Ce jour-là, la pluie tombait tellement que la terre se faisait boue. Les vignerons versaient le moût dans des jarres enterrées pour fermenter le jus de raisin, les fermiers retapaient les granges et y entassaient la paille et la luzerne pour les bêtes. Je me souviens, chaque matin, mère se muait en professeur. Je m’asseyais en tailleur sur le sol en mosaïque et elle sur son tabouret, un livre à la main, me lisait des textes que je devais ensuite commenter. J’avais été bercée très tôt par les légendes sur les dieux, les héros, et sur les vies des personnes illustres du passé. Quand maman déclamait du Virgile, je me sentais romaine.

— Admis au pied du trône, Didon permet à leur douleur d’y déposer sa plainte. Alors, d’un ton noble et modeste, Ilionée parle en ces termes : « Reine auguste ! ô vous que les dieux ont choisie pour fonder un nouvel empire, et soumettre au frein des lois des nations superbes ! d’infortunés Troyens embrassent vos genoux : jouets des vents, rebuts des flots, c’est à vous qu’ils ont recours. Ah ! sauvez nos vaisseaux que menacent les flammes ; épargnez un peuple pieux, et jetez sur nos disgrâces un œil compatissant ! » Soudain la nue qui les cache s’entrouvre, et s’évapore dans les airs diaphanes. Énée paraît alors, et l’éclat de ses traits efface l’éclat du jour : à son air, à son port, on l’eût pris pour un dieu. Vénus elle-même se plut à l’embellir ; Vénus, d’un souffle divin, donne à ses longs cheveux une grâce nouvelle, fait briller sur son teint les roses de la jeunesse, et mêle un charme ineffable au feu de ses regards. Telle une main savante prête un nouveau lustre à l’ivoire ; tel rayonne l’argent, ou le marbre de Paros, incrusté d’un or pur. Ainsi le héros se présente à la reine, et son aspect inattendu ravit tout un peuple en extase.

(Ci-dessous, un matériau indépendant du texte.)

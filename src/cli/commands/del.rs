use crate::cli::parser::Commands;
use crate::config::Config;
use crate::core::del::DeleteLogic;
use crate::db::pool::DbPool;
use crate::db::queries::get_task;
use crate::errors::AppResult;
use crate::ui::messages::{ask_confirmation, info, success};

pub fn handle(cmd: &Commands, cfg: &Config) -> AppResult<()> {
    if let Commands::Del { id, yes } = cmd {
        let mut pool = DbPool::open(&cfg.database)?;

        let task = get_task(&pool.conn, *id)?;

        if !*yes
            && !ask_confirmation(&format!(
                "Delete task #{} \"{}\"? This action is irreversible.",
                task.id, task.text
            ))
        {
            info("Operation cancelled.");
            return Ok(());
        }

        DeleteLogic::apply(&mut pool, *id)?;
        success(format!("Task #{} has been deleted.", id));
    }

    Ok(())
}
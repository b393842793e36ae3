//! Turns nearby tasks into user-facing notifications.

use crate::tracking::platform::{NotificationPlatform, PermissionState};
use crate::tracking::proximity::NearbyTask;
use crate::ui::messages::warning;
use std::rc::Rc;

pub const DEFAULT_NOTIFICATION_TITLE: &str = "Task nearby";

pub struct Notifier {
    platform: Rc<dyn NotificationPlatform>,
    title: String,
}

impl Notifier {
    pub fn new(platform: Rc<dyn NotificationPlatform>, title: impl Into<String>) -> Self {
        Self {
            platform,
            title: title.into(),
        }
    }

    /// Current permission, asking the platform first when it is still `prompt`.
    pub async fn ensure_permission(&self) -> PermissionState {
        if !self.platform.is_supported() {
            return PermissionState::Denied;
        }
        match self.platform.permission().await {
            PermissionState::Prompt => self.platform.request_permission().await,
            state => state,
        }
    }

    /// Emit one notification per task; returns how many were shown.
    ///
    /// Nothing is emitted when notifications are unsupported or not granted.
    /// Repeated calls with the same task notify again.
    pub async fn notify(&self, tasks: &[NearbyTask]) -> usize {
        if tasks.is_empty() || !self.platform.is_supported() {
            return 0;
        }
        if self.platform.permission().await != PermissionState::Granted {
            return 0;
        }

        let mut shown = 0;
        for nearby in tasks {
            match self.platform.show(&self.title, &nearby.task.text) {
                Ok(()) => shown += 1,
                Err(e) => warning(format!(
                    "Failed to show notification for task #{}: {}",
                    nearby.task.id, e
                )),
            }
        }
        shown
    }
}
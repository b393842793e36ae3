//! geotask main entrypoint.

use geotask::run;

fn main() {
    if let Err(e) = run() {
        eprintln!("Error: {}", e);
        std::process::exit(1);
    }
}
//! Typed failures of the location capability.

use thiserror::Error;

#[derive(Error, Debug, Clone, PartialEq, Eq)]
pub enum LocationError {
    #[error(
        "Location services are not available. Set `location_source` in the config or pass --source <FILE|->."
    )]
    UnsupportedCapability,

    #[error(
        "Location access requires a secure origin (https or localhost), but the configured origin is '{0}'. Update `origin` in the config."
    )]
    InsecureContext(String),

    #[error(
        "Location permission denied. Allow location access (`location_permission: granted`) and try again."
    )]
    PermissionDenied,

    #[error("Position unavailable: {0}. Check the position source and try again.")]
    PositionUnavailable(String),

    #[error("Timed out after {0} ms waiting for a position fix. Try again.")]
    Timeout(u64),
}

impl LocationError {
    /// Transient failures the user may simply retry.
    pub fn is_retryable(&self) -> bool {
        matches!(
            self,
            LocationError::PositionUnavailable(_) | LocationError::Timeout(_)
        )
    }
}
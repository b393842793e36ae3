use crate::errors::{AppError, AppResult};
use crate::ui::messages::{ask_confirmation, info};
use std::path::Path;

/// A missing file, or an existing one with `force`, is writable. Otherwise
/// the user is asked before overwriting.
pub(crate) fn ensure_writable(path: &Path, force: bool) -> AppResult<()> {
    if !path.exists() || force {
        return Ok(());
    }

    if ask_confirmation(&format!("The file '{}' already exists. Overwrite it?", path.display())) {
        info("Existing file will be overwritten.");
        Ok(())
    } else {
        Err(AppError::Export(
            "export cancelled: existing file not overwritten".into(),
        ))
    }
}
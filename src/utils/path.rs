//! Path utilities: expand `~`, resolve relative output paths.

use std::path::PathBuf;

pub fn expand_tilde(path: &str) -> PathBuf {
    if path.starts_with("~/")
        && let Some(home) = dirs::home_dir()
    {
        return home.join(path.trim_start_matches("~/"));
    }
    PathBuf::from(path)
}

/// Expand `~` and anchor relative paths at the current directory.
pub fn absolutize(path: &str) -> std::io::Result<PathBuf> {
    let p = expand_tilde(path);
    if p.is_absolute() {
        Ok(p)
    } else {
        Ok(std::env::current_dir()?.join(p))
    }
}
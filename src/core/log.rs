use crate::db::pool::DbPool;
use crate::db::queries::load_log;
use crate::errors::AppResult;
use crate::ui::messages::info;
use crate::utils::formatting::truncate;
use ansi_term::Colour;

const OP_TARGET_MAX: usize = 48;

/// ANSI colour for a log operation.
fn color_for_operation(op: &str) -> Colour {
    match op {
        "add" => Colour::Green,
        "del" => Colour::Red,
        "edit" | "reopen" => Colour::Yellow,
        "done" => Colour::Cyan,
        "notify" => Colour::Purple,
        "watch" => Colour::Blue,
        "bookmark" => Colour::RGB(102, 178, 255),
        "migration_applied" => Colour::Purple,
        "backup" | "export" => Colour::Blue,
        "init" => Colour::RGB(255, 153, 51),
        _ => Colour::White,
    }
}

pub struct LogLogic;

impl LogLogic {
    pub fn print_log(pool: &mut DbPool) -> AppResult<()> {
        let entries = load_log(&pool.conn)?;

        if entries.is_empty() {
            info("The internal log is empty.");
            return Ok(());
        }

        let entries: Vec<_> = entries
            .into_iter()
            .map(|(id, raw_date, operation, target, message)| {
                let date = chrono::DateTime::parse_from_rfc3339(&raw_date)
                    .map(|dt| dt.format("%FT%T%:z").to_string())
                    .unwrap_or(raw_date);

                let op_target = if target.is_empty() {
                    operation.clone()
                } else {
                    truncate(&format!("{operation} ({target})"), OP_TARGET_MAX)
                };

                (id, date, operation, op_target, message)
            })
            .collect();

        let id_w = entries
            .iter()
            .map(|(id, ..)| id.to_string().len())
            .max()
            .unwrap_or(1);
        let date_w = entries
            .iter()
            .map(|(_, date, ..)| date.len())
            .max()
            .unwrap_or(10);
        let op_w = entries
            .iter()
            .map(|(_, _, _, op_target, _)| op_target.chars().count())
            .max()
            .unwrap_or(10);

        println!("📜 Internal log:\n");

        for (id, date, operation, op_target, message) in entries {
            let color = color_for_operation(&operation);

            // only the operation word is coloured
            let rest = op_target.strip_prefix(operation.as_str()).unwrap_or("");
            let padding = " ".repeat(op_w.saturating_sub(op_target.chars().count()));

            println!(
                "{:>id_w$}: {:<date_w$} | {}{}{} => {}",
                id,
                date,
                color.paint(operation.as_str()),
                rest,
                padding,
                message,
                id_w = id_w,
                date_w = date_w
            );
        }

        Ok(())
    }
}
pub mod initialize;
pub mod log;
pub mod migrate;
pub mod pool;
pub mod queries;
pub mod stats;
pub mod store;
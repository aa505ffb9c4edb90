// Copyright 2025 eraflo
//
// Licensed under the Apache License, Version 2.0 (the "License");
// you may not use this file except in compliance with the License.
// You may obtain a copy of the License at
//
//     http://www.apache.org/licenses/LICENSE-2.0
//
// Unless required by applicable law or agreed to in writing, software
// distributed under the License is distributed on an "AS IS" BASIS,
// WITHOUT WARRANTIES OR CONDITIONS OF ANY KIND, either express or implied.
// See the License for the specific language governing permissions and
// limitations under the License.

use crate::helpers::*;
use anyhow::Result;
use std::time::Instant;

pub fn build() -> Result<()> {
    print_task_start("Building All Crates", HAMMER, BLUE);
    cargo(&["build", "--workspace", "--exclude", "xtask"], "Build")
}

pub fn test() -> Result<()> {
    print_task_start("Running All Tests", TEST_TUBE, GREEN);
    println!(
        "{}💡 Info:{} Default features first, then again with `serde` enabled",
        BOLD, RESET
    );
    cargo(&["test", "--workspace"], "Tests")?;
    cargo(&["test", "-p", "spot-math", "--all-features"], "Tests (all features)")
}

pub fn check() -> Result<()> {
    print_task_start("Checking All Crates", MAGNIFIER, CYAN);
    cargo(&["check", "--workspace", "--all-targets", "--all-features"], "Check")
}

pub fn format() -> Result<()> {
    print_task_start("Formatting Code", BRUSH, MAGENTA);
    // `fmt` takes `--all`, not `--workspace`.
    cargo(&["fmt", "--all"], "Format")
}

pub fn clippy() -> Result<()> {
    print_task_start("Running Clippy", CLIPPY, YELLOW);
    cargo(
        &[
            "clippy",
            "--workspace",
            "--all-targets",
            "--all-features",
            "--",
            "-D",
            "warnings",
        ],
        "Clippy",
    )
}

pub fn bench(filter: Option<&str>) -> Result<()> {
    print_task_start("Running Benchmarks", STOPWATCH, BLUE);
    let mut args = vec!["bench", "-p", "spot-math"];
    if let Some(filter) = filter {
        args.extend(["--", filter]);
    }
    cargo(&args, "Benchmarks")
}

pub fn all() -> Result<()> {
    println!("{}", BANNER);

    let start_time = Instant::now();
    let tasks: [(&str, fn() -> Result<()>); 5] = [
        ("Build", build),
        ("Test", test),
        ("Check", check),
        ("Format", format),
        ("Clippy", clippy),
    ];
    let total_tasks = tasks.len();

    let mut failed = Vec::new();
    for (i, (name, task_fn)) in tasks.iter().enumerate() {
        println!("\n{}{}[{}/{}] {} Phase{}", BOLD, BLUE, i + 1, total_tasks, name, RESET);
        if let Err(e) = task_fn() {
            print_error(&format!("{e:#}"));
            failed.push(*name);
        }
    }

    let total_duration = start_time.elapsed().as_secs_f64();
    if failed.is_empty() {
        println!(
            "\n{}{} {} All {} tasks completed in {:.2}s {}{}",
            BOLD, GREEN, CHECK, total_tasks, total_duration, ROCKET, RESET
        );
        Ok(())
    } else {
        anyhow::bail!(
            "{}/{} tasks failed after {:.2}s: {}",
            failed.len(),
            total_tasks,
            total_duration,
            failed.join(", ")
        )
    }
}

— Maman, pourquoi la déesse Vénus fait cela pour son Enée ?

— Parce que Vénus est sa maman, et prend soin de son fils. Elle veut qu’il séduise la reine de Carthage.

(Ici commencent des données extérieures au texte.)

impl Mat4 {
    /// The 4x4 identity matrix.
    pub const IDENTITY: Self = Self {
        cols: [
            [1.0, 0.0, 0.0, 0.0],
            [0.0, 1.0, 0.0, 0.0],
            [0.0, 0.0, 1.0, 0.0],
            [0.0, 0.0, 0.0, 1.0],
        ],
    };

    /// A 4x4 matrix with all elements set to 0.
    pub const ZERO: Self = Self {
        cols: [[0.0; 4]; 4],
    };

    /// Creates a new matrix from four columns.
    #[inline]
    pub const fn from_cols(c0: [f32; 4], c1: [f32; 4], c2: [f32; 4], c3: [f32; 4]) -> Self {
        Self {
            cols: [c0, c1, c2, c3],
        }
    }

    /// Creates a matrix from 16 values in column-major order.
    #[inline]
    pub fn from_cols_array(values: [f32; 16]) -> Self {
        Self {
            cols: bytemuck::cast(values),
        }
    }

    /// Creates a matrix from up to 16 values in column-major order.
    ///
    /// Values past the sixteenth are ignored; missing values are zero.
    pub fn from_slice(values: &[f32]) -> Self {
        let mut ret = Self::ZERO;
        for (dst, src) in ret.as_mut_slice().iter_mut().zip(values) {
            *dst = *src;
        }
        ret
    }

    /// Returns the 16 elements in column-major order.
    #[inline]
    pub fn to_cols_array(&self) -> [f32; 16] {
        bytemuck::cast(self.cols)
    }

    /// Views the matrix as a flat column-major slice, ready for GPU upload.
    #[inline]
    pub fn as_slice(&self) -> &[f32] {
        bytemuck::cast_slice(&self.cols)
    }

    /// Mutable counterpart of [`Mat4::as_slice`].
    #[inline]
    pub fn as_mut_slice(&mut self) -> &mut [f32] {
        bytemuck::cast_slice_mut(&mut self.cols)
    }

    /// Returns the element at linear (column-major) `index`.
    ///
    /// # Panics
    ///
    /// Panics if `index >= 16`.
    #[inline]
    pub fn get(&self, index: usize) -> f32 {
        assert!(index < 16, "Index out of bounds for Mat4: {index}");
        self.cols[index / 4][index % 4]
    }

    /// Returns a mutable reference to the element at linear (column-major) `index`.
    ///
    /// # Panics
    ///
    /// Panics if `index >= 16`.
    #[inline]
    pub fn get_mut(&mut self, index: usize) -> &mut f32 {
        assert!(index < 16, "Index out of bounds for Mat4: {index}");
        &mut self.cols[index / 4][index % 4]
    }

    /// Returns a column of the matrix.
    #[inline]
    pub fn col(&self, index: usize) -> [f32; 4] {
        self[index]
    }

    /// Returns a row of the matrix.
    #[inline]
    pub fn row(&self, index: usize) -> [f32; 4] {
        [
            self[(index, 0)],
            self[(index, 1)],
            self[(index, 2)],
            self[(index, 3)],
        ]
    }

    /// Creates a translation matrix.
    #[inline]
    pub fn from_translation(v: Vec3) -> Self {
        Self::from_cols(
            [1.0, 0.0, 0.0, 0.0],
            [0.0, 1.0, 0.0, 0.0],
            [0.0, 0.0, 1.0, 0.0],
            [v.x, v.y, v.z, 1.0],
        )
    }

    /// Creates a non-uniform scaling matrix.
    #[inline]
    pub fn from_scale(scale: Vec3) -> Self {
        Self::from_cols(
            [scale.x, 0.0, 0.0, 0.0],
            [0.0, scale.y, 0.0, 0.0],
            [0.0, 0.0, scale.z, 0.0],
            [0.0, 0.0, 0.0, 1.0],
        )
    }

    /// Creates a matrix for a right-handed rotation around the X-axis.
    ///
    /// # Arguments
    ///
    /// * `angle`: The angle of rotation in radians.
    #[inline]
    pub fn from_rotation_x(angle: f32) -> Self {
        let (s, c) = angle.sin_cos();
        Self::from_cols(
            [1.0, 0.0, 0.0, 0.0],
            [0.0, c, s, 0.0],
            [0.0, -s, c, 0.0],
            [0.0, 0.0, 0.0, 1.0],
        )
    }

    /// Creates a matrix for a right-handed rotation around the Y-axis.
    ///
    /// # Arguments
    ///
    /// * `angle`: The angle of rotation in radians.
    #[inline]
    pub fn from_rotation_y(angle: f32) -> Self {
        let (s, c) = angle.sin_cos();
        Self::from_cols(
            [c, 0.0, -s, 0.0],
            [0.0, 1.0, 0.0, 0.0],
            [s, 0.0, c, 0.0],
            [0.0, 0.0, 0.0, 1.0],
        )
    }

    /// Creates a matrix for a right-handed rotation around the Z-axis.
    ///
    /// # Arguments
    ///
    /// * `angle`: The angle of rotation in radians.
    #[inline]
    pub fn from_rotation_z(angle: f32) -> Self {
        let (s, c) = angle.sin_cos();
        Self::from_cols(
            [c, s, 0.0, 0.0],
            [-s, c, 0.0, 0.0],
            [0.0, 0.0, 1.0, 0.0],
            [0.0, 0.0, 0.0, 1.0],
        )
    }

    /// Creates a rotation matrix from a quaternion.
    ///
    /// The quaternion does not need to be normalized: the sandwich product is
    /// scaled by `2 / |q|²`, so `q` and `k * q` give the same matrix.
    pub fn from_quat(q: Quaternion) -> Self {
        let s = 2.0 / q.length_squared();

        let xs = s * q.x;
        let ys = s * q.y;
        let zs = s * q.z;

        let wx = q.w * xs;
        let wy = q.w * ys;
        let wz = q.w * zs;

        let xx = q.x * xs;
        let xy = q.x * ys;
        let xz = q.x * zs;

        let yy = q.y * ys;
        let yz = q.y * zs;
        let zz = q.z * zs;

        Self::from_cols(
            [1.0 - (yy + zz), xy + wz, xz - wy, 0.0],
            [xy - wz, 1.0 - (xx + zz), yz + wx, 0.0],
            [xz + wy, yz - wx, 1.0 - (xx + yy), 0.0],
            [0.0, 0.0, 0.0, 1.0],
        )
    }

    /// Returns the translation part of the matrix.
    #[inline]
    pub fn translation(&self) -> Vec3 {
        let [x, y, z, _] = self.cols[3];
        Vec3::new(x, y, z)
    }

    // --- In-place mutators ---

    /// Adds `v` to the translation column. Repeated calls accumulate.
    #[inline]
    pub fn translate(&mut self, v: Vec3) -> &mut Self {
        self.cols[3][0] += v.x;
        self.cols[3][1] += v.y;
        self.cols[3][2] += v.z;
        self
    }

    /// Adds `amount` to the X translation.
    #[inline]
    pub fn translate_x(&mut self, amount: f32) -> &mut Self {
        self.cols[3][0] += amount;
        self
    }

    /// Adds `amount` to the Y translation.
    #[inline]
    pub fn translate_y(&mut self, amount: f32) -> &mut Self {
        self.cols[3][1] += amount;
        self
    }

    /// Adds `amount` to the Z translation.
    #[inline]
    pub fn translate_z(&mut self, amount: f32) -> &mut Self {
        self.cols[3][2] += amount;
        self
    }

    /// Overwrites the three diagonal scale entries with `scale`.
    ///
    /// Unlike [`Mat4::translate`], this does not compose with the current value.
    #[inline]
    pub fn scale(&mut self, scale: Vec3) -> &mut Self {
        self.cols[0][0] = scale.x;
        self.cols[1][1] = scale.y;
        self.cols[2][2] = scale.z;
        self
    }

    /// Overwrites the X scale entry.
    #[inline]
    pub fn scale_x(&mut self, scale: f32) -> &mut Self {
        self.cols[0][0] = scale;
        self
    }

    /// Overwrites the Y scale entry.
    #[inline]
    pub fn scale_y(&mut self, scale: f32) -> &mut Self {
        self.cols[1][1] = scale;
        self
    }

    /// Overwrites the Z scale entry.
    #[inline]
    pub fn scale_z(&mut self, scale: f32) -> &mut Self {
        self.cols[2][2] = scale;
        self
    }

    /// Applies the rotation `q` after the current transform: `*self = R(q) * *self`.
    #[inline]
    pub fn rotate(&mut self, q: Quaternion) -> &mut Self {
        *self = Self::from_quat(q) * *self;
        self
    }

    /// Applies a rotation around the X-axis after the current transform.
    #[inline]
    pub fn rotate_x(&mut self, angle: f32) -> &mut Self {
        *self = Self::from_rotation_x(angle) * *self;
        self
    }

    /// Applies a rotation around the Y-axis after the current transform.
    #[inline]
    pub fn rotate_y(&mut self, angle: f32) -> &mut Self {
        *self = Self::from_rotation_y(angle) * *self;
        self
    }

    /// Applies a rotation around the Z-axis after the current transform.
    #[inline]
    pub fn rotate_z(&mut self, angle: f32) -> &mut Self {
        *self = Self::from_rotation_z(angle) * *self;
        self
    }

    // --- Value-returning forms ---

    /// Returns a copy with `v` added to the translation column.
    #[inline]
    pub fn translated(&self, v: Vec3) -> Self {
        let mut ret = *self;
        ret.translate(v);
        ret
    }

    /// Returns a copy with `amount` added to the X translation.
    #[inline]
    pub fn translated_x(&self, amount: f32) -> Self {
        let mut ret = *self;
        ret.translate_x(amount);
        ret
    }

    /// Returns a copy with `amount` added to the Y translation.
    #[inline]
    pub fn translated_y(&self, amount: f32) -> Self {
        let mut ret = *self;
        ret.translate_y(amount);
        ret
    }

    /// Returns a copy with `amount` added to the Z translation.
    #[inline]
    pub fn translated_z(&self, amount: f32) -> Self {
        let mut ret = *self;
        ret.translate_z(amount);
        ret
    }

    /// Returns a copy whose diagonal scale entries are replaced by `scale`.
    #[inline]
    pub fn scaled(&self, scale: Vec3) -> Self {
        let mut ret = *self;
        ret.scale(scale);
        ret
    }

    /// Returns a copy whose X scale entry is replaced by `scale`.
    #[inline]
    pub fn scaled_x(&self, scale: f32) -> Self {
        let mut ret = *self;
        ret.scale_x(scale);
        ret
    }

    /// Returns a copy whose Y scale entry is replaced by `scale`.
    #[inline]
    pub fn scaled_y(&self, scale: f32) -> Self {
        let mut ret = *self;
        ret.scale_y(scale);
        ret
    }

    /// Returns a copy whose Z scale entry is replaced by `scale`.
    #[inline]
    pub fn scaled_z(&self, scale: f32) -> Self {
        let mut ret = *self;
        ret.scale_z(scale);
        ret
    }

    /// Returns `R(q) * self`.
    #[inline]
    pub fn rotated(&self, q: Quaternion) -> Self {
        let mut ret = *self;
        ret.rotate(q);
        ret
    }

    /// Returns `Rx(angle) * self`.
    #[inline]
    pub fn rotated_x(&self, angle: f32) -> Self {
        let mut ret = *self;
        ret.rotate_x(angle);
        ret
    }

    /// Returns `Ry(angle) * self`.
    #[inline]
    pub fn rotated_y(&self, angle: f32) -> Self {
        let mut ret = *self;
        ret.rotate_y(angle);
        ret
    }

    /// Returns `Rz(angle) * self`.
    #[inline]
    pub fn rotated_z(&self, angle: f32) -> Self {
        let mut ret = *self;
        ret.rotate_z(angle);
        ret
    }

    // --- Transforms ---

    #[inline]
    fn transform_homogeneous(&self, v: Vec3, w: f32) -> [f32; 4] {
        let c = &self.cols;
        [
            c[0][0] * v.x + c[1][0] * v.y + c[2][0] * v.z + c[3][0] * w,
            c[0][1] * v.x + c[1][1] * v.y + c[2][1] * v.z + c[3][1] * w,
            c[0][2] * v.x + c[1][2] * v.y + c[2][2] * v.z + c[3][2] * w,
            c[0][3] * v.x + c[1][3] * v.y + c[2][3] * v.z + c[3][3] * w,
        ]
    }

    /// Transforms a point: `p` is extended to `(x, y, z, 1)` and the result is
    /// divided by its `w` component.
    ///
    /// The resulting `w` must not be zero; if it is, the components are
    /// infinite or NaN. See [`Mat4::try_transform_point`] for the checked form.
    #[inline]
    pub fn transform_point(&self, p: Vec3) -> Vec3 {
        let [x, y, z, w] = self.transform_homogeneous(p, 1.0);
        Vec3::new(x / w, y / w, z / w)
    }

    /// Checked variant of [`Mat4::transform_point`].
    ///
    /// Returns [`MathError::DegenerateHomogeneous`] when the resulting `w` is zero
    /// or not finite.
    pub fn try_transform_point(&self, p: Vec3) -> Result<Vec3> {
        let [x, y, z, w] = self.transform_homogeneous(p, 1.0);
        if w == 0.0 || !w.is_finite() {
            log::debug!("Cannot project point {} (w = {})", p, w);
            return Err(MathError::DegenerateHomogeneous { w });
        }
        Ok(Vec3::new(x / w, y / w, z / w))
    }

    /// Transforms a direction: `v` is extended to `(x, y, z, 0)`, so translation
    /// does not apply and no divide happens.
    #[inline]
    pub fn transform_vector(&self, v: Vec3) -> Vec3 {
        let [x, y, z, _] = self.transform_homogeneous(v, 0.0);
        Vec3::new(x, y, z)
    }

    /// Compares every element with an absolute tolerance of `epsilon`.
    pub fn approx_eq(&self, other: &Self, epsilon: f32) -> bool {
        self.as_slice()
            .iter()
            .zip(other.as_slice())
            .all(|(a, b)| crate::approx_eq_eps(*a, *b, epsilon))
    }
}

— La reine va tomber amoureuse ?

— Sois patiente Eudoxie… je vais te lire la suite…

L’optima[1] les interrompit :

— Maitresse, un messager pour vous.

Mère fit signe à la domestique d’introduire le porteur du message. Elle se leva lorsque le soldat baissa la capuche de son manteau, dévoilant le visage exténué du jeune circitor[2] Batemod. Ce garçon vigoureux était sous les ordres de mon père et vivait dans notre village. Celui-ci courba sa tête comme si celle-ci lui pesait et dit :

— Domina, j’ai ordre de vous annoncer le retour de votre époux, le comte Bauto.

Le volumen de Virgile tomba des mains de maman.

— Quand ?

— Nous sommes arrivés à Trèves il y a dix jours, j’ai chevauché tout ce temps pour vous l’annoncer. Votre époux arrivera d’ici deux semaines.

Alors que le soldat quittait la pièce, mère oublia le livre par terre, et je vis son visage s’éclairer de joie, ses grands yeux et son large sourire disaient plus que ses mots :

— Ton Papa est de retour !

Je lui sautais au cou en riant. Quand Papa revenait, c’était toujours la fête.


[1] L’optima est la servante préférée de la maîtresse.

[2] Le circitor est un grade de cavalerie, il s’agit d’un sous-officier chargé des rondes de nuit et d’inspecter les postes de garde, une sorte de patrouilleur de l’armée romaine.